La remontée des taux d’intérêt observée depuis quelques mois constituerait un risque pour la valorisation des actifs uniquement en cas de repli des attentes bénéficiaires, un scénario que nous n’escomptons pas pour cette année en tout cas. La saison de publication des résultats du quatrième trimestre 2020 vient de se terminer: sur le plan mondial, plus de 70% des sociétés ont battu les attentes du consensus et les communications font état d’une certaine visibilité retrouvée. Sur le plan conjoncturel, à l’instar des derniers chiffres américains de création d’emplois, les données agrégées pour le G10 dépassent quasiment toutes les attentes (selon l’indice des surprises économiques de Citibank), signe d’un environnement porteur.

Si les taux d’intérêt montent, c’est donc en raison de l’amélioration de l’activité économique. Historiquement, les premières années de hausse des taux longs (à échéance de 10 ans par exemple) ne sont d’ailleurs pas négatives pour les marchés actions. Le krach d’octobre 1987 a certes été précédé d’une remontée significative des taux longs (passés de 7% à 10% en l’espace de six mois) mais, pour le reste, les premières années de hausse des taux ont été suivies par des performances boursières soutenues (1993-1994; 1998-2000; 2003-2007; 2013, 2016-2018). 

Le «taper tantrum» (remontée soudaine des taux en 2013 après que la Réserve fédérale (Fed) ait annoncé une diminution graduelle de sa stimulation monétaire) est un très bon exemple. Durant la phase initiale de hausse des taux longs (entre mai et juin), l’indice MSCI World a corrigé de près de 9%. Mais sur l’ensemble de la période de hausse des taux (de mai à septembre), les actions ont affiché un gain de 2,7%, puis ont continué à progresser jusqu’en 2015. La rotation sectorielle de l’époque était assez semblable à celle observée aujourd’hui, avec des secteurs cycliques ou de valeur surperformant nettement leurs pairs défensifs.

Le différentiel entre le rendement du dividende et celui
des obligations d’Etat à 10 ans reste intéressant aujourd’hui.

Quant à un resserrement monétaire dicté par les banques centrales, il est certes annonciateur d’un ralentissement conjoncturel, mais le processus prend du temps et dépend de l’amplitude du mouvement sur les taux courts. L’éclatement de la bulle internet a été précédé par une remontée du taux directeur de la Fed de 4,75% à 6,5%, et le krach de 2008 par un relèvement dudit taux de 1% à 5,25% sur une période de… trois ans.

Rendement du dividende par rapport au rendement obligataire souverain de long terme 
Avant la crise de 2000 (en rouge), ce différentiel avait chuté à -5,5% sur le marché américain

Le différentiel entre le rendement du dividende et celui des obligations d’Etat à 10 ans reste par ailleurs intéressant aujourd’hui – ce qui pousse aussi les investisseurs vers les marchés actions.

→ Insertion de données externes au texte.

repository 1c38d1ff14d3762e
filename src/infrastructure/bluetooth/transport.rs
//! Platform BLE transport seam.
//!
//! One transport instance talks to at most one camera at a time. Notifications
//! and link loss are delivered on the channel returned by [`BleTransport::connect`].

use crate::domain::models::ScannedDevice;
use crate::error::TransportError;
use async_trait::async_trait;
use tokio::sync::mpsc;
use uuid::Uuid;

#[derive(Debug, Clone, PartialEq, Eq)]
pub enum TransportEvent {
    Notification { characteristic: Uuid, value: Vec<u8> },
    Disconnected,
}

#[async_trait]
pub trait BleTransport: Send + Sync {
    /// Start advertising discovery. Found cameras are pushed into `sink`.
    async fn start_scan(&self, sink: mpsc::UnboundedSender<ScannedDevice>)
        -> Result<(), TransportError>;

    async fn stop_scan(&self) -> Result<(), TransportError>;

    /// Open the link and return the event stream for it
    async fn connect(
        &self,
        address: u64,
    ) -> Result<mpsc::UnboundedReceiver<TransportEvent>, TransportError>;

    /// Enumerate the GoPro service and return the characteristic ids found
    async fn discover_services(&self) -> Result<Vec<Uuid>, TransportError>;

    async fn read_characteristic(&self, characteristic: Uuid) -> Result<Vec<u8>, TransportError>;

    async fn write_characteristic(
        &self,
        characteristic: Uuid,
        value: &[u8],
    ) -> Result<(), TransportError>;

    async fn enable_notification(&self, characteristic: Uuid) -> Result<(), TransportError>;

    async fn disconnect(&self) -> Result<(), TransportError>;
}
use crate::domain::settings::LogSettings;
use std::str::FromStr;
use tracing_appender::non_blocking::WorkerGuard;
use tracing_appender::rolling::{RollingFileAppender, Rotation};
use tracing_subscriber::{fmt, prelude::*, EnvFilter};

/// Keeps the non-blocking file writer alive; logs stop flushing once dropped
pub struct LoggingGuard {
    _guards: Vec<WorkerGuard>,
}

/// `RUST_LOG` wins over the configured level
fn build_filter(level: &str) -> EnvFilter {
    EnvFilter::try_from_default_env()
        .or_else(|_| EnvFilter::from_str(level))
        .unwrap_or_else(|_| EnvFilter::new("info"))
}

fn parse_rotation(rotation: &str) -> Rotation {
    match rotation.to_lowercase().as_str() {
        "hourly" => Rotation::HOURLY,
        "minutely" => Rotation::MINUTELY,
        "never" => Rotation::NEVER,
        _ => Rotation::DAILY,
    }
}

pub fn init_logger(settings: &LogSettings) -> anyhow::Result<LoggingGuard> {
    let mut guards = Vec::new();

    let console_layer = settings.console_logging_enabled.then(|| {
        fmt::layer()
            .with_writer(std::io::stdout)
            .with_file(settings.show_file_line)
            .with_line_number(settings.show_file_line)
            .with_thread_ids(settings.show_thread_ids)
            .with_target(settings.show_target)
            .with_ansi(settings.ansi_colors)
    });

    let file_layer = if settings.file_logging_enabled {
        std::fs::create_dir_all(&settings.log_dir)?;
        let file_appender = RollingFileAppender::new(
            parse_rotation(&settings.rotation),
            &settings.log_dir,
            &settings.file_name_prefix,
        );
        let (non_blocking, guard) = tracing_appender::non_blocking(file_appender);
        guards.push(guard);
        Some(
            fmt::layer()
                .with_writer(non_blocking)
                .with_ansi(false)
                .with_file(settings.show_file_line)
                .with_line_number(settings.show_file_line)
                .with_thread_ids(settings.show_thread_ids)
                .with_target(settings.show_target),
        )
    } else {
        None
    };

    tracing_subscriber::registry()
        .with(build_filter(&settings.level))
        .with(console_layer)
        .with(file_layer)
        .try_init()?;

    tracing::info!(
        "Logging initialized (level {}, file logging {})",
        settings.level,
        settings.file_logging_enabled
    );

    Ok(LoggingGuard { _guards: guards })
}

#[cfg(test)]
mod tests {
    use super::*;

    #[test]
    fn test_rotation_names() {
        assert_eq!(parse_rotation("Hourly"), Rotation::HOURLY);
        assert_eq!(parse_rotation("never"), Rotation::NEVER);
        assert_eq!(parse_rotation("weekly"), Rotation::DAILY);
    }
}
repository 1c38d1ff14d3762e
//! Error types shared by the protocol engine.
//!
//! Protocol errors are local to one message and are recovered by discarding
//! it. Transport errors drive the session back to `Disconnected`. Neither is
//! ever surfaced to the user as anything worse than "Not Connected".

use crate::infrastructure::bluetooth::protocol::Channel;
use std::time::Duration;
use thiserror::Error;

/// Malformed bytes on the wire. Always fatal to the message being built.
#[derive(Error, Debug, Clone, PartialEq, Eq)]
pub enum ProtocolError {
    /// Header bits 6-5 were `0b11`.
    #[error("reserved header variant in byte 0x{0:02X}")]
    ReservedHeader(u8),

    /// A length field claims more bytes than are available.
    #[error("truncated message: needed {needed} bytes, {available} available")]
    Truncated {
        /// Bytes the length field asked for.
        needed: usize,
        /// Bytes actually left.
        available: usize,
    },

    /// More payload arrived than the header declared.
    #[error("message overrun: {extra} bytes past the declared length")]
    Overrun {
        /// Surplus bytes.
        extra: usize,
    },
}

/// Failures reported by (or while waiting on) the platform BLE stack.
#[derive(Error, Debug, Clone, PartialEq, Eq)]
pub enum TransportError {
    #[error("scan failed: {0}")]
    Scan(String),

    #[error("connect failed: {0}")]
    Connect(String),

    #[error("service discovery failed: {0}")]
    Discover(String),

    #[error("characteristic read failed: {0}")]
    Read(String),

    #[error("characteristic write failed: {0}")]
    Write(String),

    #[error("enabling notifications failed: {0}")]
    Notify(String),

    #[error("{operation} timed out after {timeout:?}")]
    Timeout {
        operation: &'static str,
        timeout: Duration,
    },

    #[error("no connected camera")]
    NotConnected,
}

/// Errors returned by the session/command engine.
#[derive(Error, Debug, Clone, PartialEq, Eq)]
pub enum EngineError {
    #[error(transparent)]
    Protocol(#[from] ProtocolError),

    #[error(transparent)]
    Transport(#[from] TransportError),

    /// The camera did not answer on `channel` within the deadline.
    #[error("no response on {channel:?} channel within {timeout:?}")]
    CorrelationTimeout { channel: Channel, timeout: Duration },

    /// The session was torn down while the operation was waiting.
    #[error("session disconnected")]
    Disconnected,

    /// The response arrived but did not have the expected shape.
    #[error("unexpected response: {0}")]
    UnexpectedResponse(String),
}
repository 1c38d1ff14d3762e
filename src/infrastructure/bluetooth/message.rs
//! Message Decoder
//!
//! Turns a reassembled payload into a typed response. The layout is decided by
//! the channel the payload arrived on:
//!
//! ```text
//! byte 0      : command / query id
//! byte 1      : status (0 = success)
//! Complex     : (len, value[len])*          command and setting responses
//! Query       : (id, len, value[len])*      query responses
//! ```

use crate::error::ProtocolError;
use crate::infrastructure::bluetooth::protocol::Channel;
use std::collections::BTreeMap;

/// Command acknowledgement: an ordered list of parameter blocks
#[derive(Debug, Clone, PartialEq, Eq)]
pub struct ComplexResponse {
    pub id: u8,
    pub status: u8,
    pub values: Vec<Vec<u8>>,
}

/// Settings or status dump keyed by id
#[derive(Debug, Clone, PartialEq, Eq)]
pub struct QueryResponse {
    pub id: u8,
    pub status: u8,
    pub values: BTreeMap<u8, Vec<u8>>,
}

#[derive(Debug, Clone, PartialEq, Eq)]
pub enum Message {
    Complex(ComplexResponse),
    Query(QueryResponse),
}

impl Message {
    pub fn decode(channel: Channel, buf: &[u8]) -> Result<Self, ProtocolError> {
        match channel {
            Channel::Command | Channel::Setting => decode_complex(buf).map(Self::Complex),
            Channel::Query => decode_query(buf).map(Self::Query),
        }
    }

    pub fn id(&self) -> u8 {
        match self {
            Self::Complex(r) => r.id,
            Self::Query(r) => r.id,
        }
    }

    pub fn status(&self) -> u8 {
        match self {
            Self::Complex(r) => r.status,
            Self::Query(r) => r.status,
        }
    }

    pub fn is_success(&self) -> bool {
        self.status() == 0
    }
}

fn split_header(buf: &[u8]) -> Result<(u8, u8, &[u8]), ProtocolError> {
    match buf {
        [id, status, rest @ ..] => Ok((*id, *status, rest)),
        _ => Err(ProtocolError::Truncated {
            needed: 2,
            available: buf.len(),
        }),
    }
}

fn take(rest: &[u8], len: usize) -> Result<(&[u8], &[u8]), ProtocolError> {
    if rest.len() < len {
        return Err(ProtocolError::Truncated {
            needed: len,
            available: rest.len(),
        });
    }
    Ok(rest.split_at(len))
}

pub fn decode_complex(buf: &[u8]) -> Result<ComplexResponse, ProtocolError> {
    let (id, status, mut rest) = split_header(buf)?;
    let mut values = Vec::new();

    while let Some((&len, tail)) = rest.split_first() {
        let (value, tail) = take(tail, len as usize)?;
        values.push(value.to_vec());
        rest = tail;
    }

    Ok(ComplexResponse { id, status, values })
}

pub fn decode_query(buf: &[u8]) -> Result<QueryResponse, ProtocolError> {
    let (id, status, mut rest) = split_header(buf)?;
    let mut values = BTreeMap::new();

    while !rest.is_empty() {
        let (header, tail) = take(rest, 2)?;
        let (value, tail) = take(tail, header[1] as usize)?;
        values.insert(header[0], value.to_vec());
        rest = tail;
    }

    Ok(QueryResponse { id, status, values })
}

/// Inverse of [`decode_query`], used to build framed test traffic
pub fn encode_query(response: &QueryResponse) -> Vec<u8> {
    let mut buf = vec![response.id, response.status];
    for (id, value) in &response.values {
        buf.push(*id);
        buf.push(value.len() as u8);
        buf.extend_from_slice(value);
    }
    buf
}
//! Camera generation detection.
//!
//! The cameras never report a model over BLE, so the generation is inferred
//! from what the responses contain:
//!
//! ```text
//! settings dump with 234         -> HERO13+
//! status dump with status 99     -> HERO10
//! status dump without status 99  -> HERO11+ (unless already HERO13+)
//! fast-path length mismatch      -> Unknown (re-detect from full dumps)
//! ```

use crate::domain::dictionary::{self, SettingsTable};
use crate::domain::time_sync::TimeConvention;

/// Status only HERO10 firmware reports
pub const HERO10_ONLY_STATUS: u8 = 99;

#[derive(Debug, Clone, Copy, PartialEq, Eq, Default)]
pub enum Generation {
    #[default]
    Unknown,
    Hero10,
    Hero11Plus,
    Hero13Plus,
}

impl Generation {
    pub fn settings_table(self) -> SettingsTable {
        match self {
            Self::Hero13Plus => SettingsTable::Hero13Plus,
            _ => SettingsTable::Legacy,
        }
    }

    /// HERO10 keeps UTC; everything newer (and the unknown default) keeps local time
    pub fn time_convention(self) -> TimeConvention {
        match self {
            Self::Hero10 => TimeConvention::Utc,
            _ => TimeConvention::Local,
        }
    }

    /// Setting ids requested by the settings digest query: (fps, lens)
    pub fn digest_setting_ids(self) -> (u8, u8) {
        let table = self.settings_table();
        match (table.setting_id("fps"), table.setting_id("lens")) {
            (Some(fps), Some(lens)) => (fps, lens),
            _ => (3, 121),
        }
    }

    pub fn is_known(self) -> bool {
        self != Self::Unknown
    }

    pub fn label(self) -> &'static str {
        match self {
            Self::Unknown => "unknown",
            Self::Hero10 => "HERO10",
            Self::Hero11Plus => "HERO11+",
            Self::Hero13Plus => "HERO13+",
        }
    }
}

/// What a decoded response tells us about the camera
#[derive(Debug, Clone, Copy, PartialEq, Eq)]
pub enum ResponseShape {
    SettingsDump { table: SettingsTable },
    StatusDump { has_hero10_status: bool },
    /// A positional response whose length did not match the expected layout
    FastPathMismatch,
    /// Partial query answers, command acks and the like
    Other,
}

impl ResponseShape {
    pub fn is_full_dump(&self) -> bool {
        matches!(self, Self::SettingsDump { .. } | Self::StatusDump { .. })
    }

    /// Classify a query response by the ids it carries
    pub fn from_query_ids<I: IntoIterator<Item = u8> + Clone>(ids: I) -> Self {
        if let Some(table) = SettingsTable::from_dump_ids(ids.clone()) {
            return Self::SettingsDump { table };
        }

        let mut is_status = false;
        let mut has_hero10_status = false;
        for id in ids {
            is_status |= id == dictionary::STATUS_DUMP_MARKER;
            has_hero10_status |= id == HERO10_ONLY_STATUS;
        }
        if is_status {
            Self::StatusDump { has_hero10_status }
        } else {
            Self::Other
        }
    }
}

#[derive(Debug, Clone, Copy, PartialEq, Eq)]
pub struct Detection {
    pub generation: Generation,
    pub changed: bool,
}

/// Infer the generation after a response of `shape` while `current` is known
pub fn detect(shape: &ResponseShape, current: Generation) -> Detection {
    let generation = match *shape {
        ResponseShape::SettingsDump {
            table: SettingsTable::Hero13Plus,
        } => Generation::Hero13Plus,
        ResponseShape::SettingsDump {
            table: SettingsTable::Legacy,
        } => match current {
            Generation::Hero13Plus => Generation::Hero11Plus,
            other => other,
        },
        ResponseShape::StatusDump { has_hero10_status } => match current {
            Generation::Hero13Plus => Generation::Hero13Plus,
            _ if has_hero10_status => Generation::Hero10,
            _ => Generation::Hero11Plus,
        },
        ResponseShape::FastPathMismatch => Generation::Unknown,
        ResponseShape::Other => current,
    };

    Detection {
        generation,
        changed: generation != current,
    }
}
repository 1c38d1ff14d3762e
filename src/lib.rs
pub mod domain;
pub mod error;
pub mod infrastructure;
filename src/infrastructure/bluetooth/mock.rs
//! In-memory transport for tests and dry runs.
//!
//! Records every write and answers scripted requests with framed
//! notifications, so the whole engine can run without a radio.

use crate::domain::models::ScannedDevice;
use crate::error::{ProtocolError, TransportError};
use crate::infrastructure::bluetooth::protocol::{self, CameraCommand};
use crate::infrastructure::bluetooth::reassembler::encode_frames;
use crate::infrastructure::bluetooth::transport::{BleTransport, TransportEvent};
use async_trait::async_trait;
use std::collections::HashMap;
use std::sync::{Mutex, MutexGuard};
use tokio::sync::mpsc;
use uuid::Uuid;

/// Notification MTU used when framing scripted replies
pub const MOCK_MTU: usize = 20;

const MOCK_WIFI_PASSWORD: &[u8] = b"mock-pass";

#[derive(Default)]
struct MockState {
    devices: Vec<ScannedDevice>,
    characteristics: Vec<Uuid>,
    reads: HashMap<Uuid, Vec<u8>>,
    replies: HashMap<Vec<u8>, (Uuid, Vec<Vec<u8>>)>,
    events: Option<mpsc::UnboundedSender<TransportEvent>>,
    writes: Vec<(Uuid, Vec<u8>)>,
    notifications_enabled: Vec<Uuid>,
    connect_attempts: Vec<u64>,
    fail_writes: bool,
    scanning: bool,
}

pub struct MockTransport {
    state: Mutex<MockState>,
}

impl Default for MockTransport {
    fn default() -> Self {
        Self::new()
    }
}

impl MockTransport {
    /// A camera-less transport exposing the full GoPro characteristic set
    pub fn new() -> Self {
        let state = MockState {
            characteristics: vec![
                protocol::WIFI_AP_SSID_UUID,
                protocol::WIFI_AP_PASSWORD_UUID,
                protocol::COMMAND_UUID,
                protocol::COMMAND_RESPONSE_UUID,
                protocol::SETTING_UUID,
                protocol::SETTING_RESPONSE_UUID,
                protocol::QUERY_UUID,
                protocol::QUERY_RESPONSE_UUID,
            ],
            reads: HashMap::from([(protocol::WIFI_AP_PASSWORD_UUID, MOCK_WIFI_PASSWORD.to_vec())]),
            ..MockState::default()
        };
        Self {
            state: Mutex::new(state),
        }
    }

    pub fn with_device(self, name: &str, address: u64) -> Self {
        self.lock().devices.push(ScannedDevice {
            name: name.to_string(),
            address,
            signal_strength: -60,
        });
        self
    }

    fn lock(&self) -> MutexGuard<'_, MockState> {
        self.state.lock().unwrap_or_else(|e| e.into_inner())
    }

    /// Answer every future write of `command` with `payload`, framed at [`MOCK_MTU`]
    pub fn reply_to(&self, command: CameraCommand, payload: &[u8]) -> Result<(), ProtocolError> {
        let frames = encode_frames(payload, MOCK_MTU)?;
        self.reply_with_frames(command, frames);
        Ok(())
    }

    /// Answer every future write of `command` with raw notification chunks
    pub fn reply_with_frames(&self, command: CameraCommand, frames: Vec<Vec<u8>>) {
        let uuid = command.channel().response_uuid();
        self.lock().replies.insert(command.encode(), (uuid, frames));
    }

    /// Push a notification chunk as if the camera sent it
    pub fn notify(&self, characteristic: Uuid, value: &[u8]) {
        if let Some(events) = &self.lock().events {
            let _ = events.send(TransportEvent::Notification {
                characteristic,
                value: value.to_vec(),
            });
        }
    }

    /// Simulate the camera dropping the link
    pub fn drop_link(&self) {
        if let Some(events) = self.lock().events.take() {
            let _ = events.send(TransportEvent::Disconnected);
        }
    }

    pub fn set_fail_writes(&self, fail: bool) {
        self.lock().fail_writes = fail;
    }

    pub fn remove_characteristic(&self, characteristic: Uuid) {
        self.lock().characteristics.retain(|c| *c != characteristic);
    }

    pub fn writes(&self) -> Vec<(Uuid, Vec<u8>)> {
        self.lock().writes.clone()
    }

    /// Written payloads only, in order
    pub fn written(&self) -> Vec<Vec<u8>> {
        self.lock().writes.iter().map(|(_, v)| v.clone()).collect()
    }

    pub fn clear_writes(&self) {
        self.lock().writes.clear();
    }

    pub fn notifications_enabled(&self) -> Vec<Uuid> {
        self.lock().notifications_enabled.clone()
    }

    pub fn connect_attempts(&self) -> Vec<u64> {
        self.lock().connect_attempts.clone()
    }

    pub fn is_connected(&self) -> bool {
        self.lock().events.is_some()
    }

    pub fn is_scanning(&self) -> bool {
        self.lock().scanning
    }
}

#[async_trait]
impl BleTransport for MockTransport {
    async fn start_scan(
        &self,
        sink: mpsc::UnboundedSender<ScannedDevice>,
    ) -> Result<(), TransportError> {
        let mut state = self.lock();
        state.scanning = true;
        for device in &state.devices {
            let _ = sink.send(device.clone());
        }
        Ok(())
    }

    async fn stop_scan(&self) -> Result<(), TransportError> {
        self.lock().scanning = false;
        Ok(())
    }

    async fn connect(
        &self,
        address: u64,
    ) -> Result<mpsc::UnboundedReceiver<TransportEvent>, TransportError> {
        let mut state = self.lock();
        state.connect_attempts.push(address);
        if !state.devices.iter().any(|d| d.address == address) {
            return Err(TransportError::Connect(format!(
                "no device at {:#X}",
                address
            )));
        }
        let (tx, rx) = mpsc::unbounded_channel();
        state.events = Some(tx);
        state.notifications_enabled.clear();
        Ok(rx)
    }

    async fn discover_services(&self) -> Result<Vec<Uuid>, TransportError> {
        let state = self.lock();
        if state.events.is_none() {
            return Err(TransportError::NotConnected);
        }
        Ok(state.characteristics.clone())
    }

    async fn read_characteristic(&self, characteristic: Uuid) -> Result<Vec<u8>, TransportError> {
        self.lock()
            .reads
            .get(&characteristic)
            .cloned()
            .ok_or_else(|| TransportError::Read(format!("{} is not readable", characteristic)))
    }

    async fn write_characteristic(
        &self,
        characteristic: Uuid,
        value: &[u8],
    ) -> Result<(), TransportError> {
        let mut state = self.lock();
        if state.events.is_none() {
            return Err(TransportError::NotConnected);
        }
        if state.fail_writes {
            return Err(TransportError::Write("write rejected".to_string()));
        }
        state.writes.push((characteristic, value.to_vec()));

        if let Some((uuid, frames)) = state.replies.get(value) {
            if let Some(events) = &state.events {
                for frame in frames {
                    let _ = events.send(TransportEvent::Notification {
                        characteristic: *uuid,
                        value: frame.clone(),
                    });
                }
            }
        }
        Ok(())
    }

    async fn enable_notification(&self, characteristic: Uuid) -> Result<(), TransportError> {
        let mut state = self.lock();
        if !state.characteristics.contains(&characteristic) {
            return Err(TransportError::Notify(format!("{} not found", characteristic)));
        }
        state.notifications_enabled.push(characteristic);
        Ok(())
    }

    async fn disconnect(&self) -> Result<(), TransportError> {
        if let Some(events) = self.lock().events.take() {
            let _ = events.send(TransportEvent::Disconnected);
        }
        Ok(())
    }
}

En 2000, juste avant le sommet boursier, ce différentiel avait chuté à -5,5% aux Etats-Unis (-3,25% avant la crise financière de 2008) contre un niveau actuel de 0%. Dans les autres régions, les actions sont plus attractives encore, avec un différentiel positif de 1,3% au Japon, de 2,7% en Europe et même de 3,1% en Suisse.

En conclusion, nous constatons des poches de surévaluation sur certain titres ou sous-secteurs, mais jugeons que la situation globale des marchés actions n’est pas comparable à la période précédant l’éclatement de la bulle internet. Le contexte économique est également bien plus sain. La remontée sensible des taux d’intérêts longs ne constitue pas un problème à ce stade, dans la mesure où elle reste contenue et reflète une amélioration des perspectives économiques, donc aussi des attentes bénéficiaires. Avec la réouverture des économies, les consommateurs – dont la fortune nette a augmenté durant la pandémie – devraient continuer à alimenter une forte croissance des bénéfices durant les prochains trimestres et, partant, le mouvement haussier sur les actifs risqués.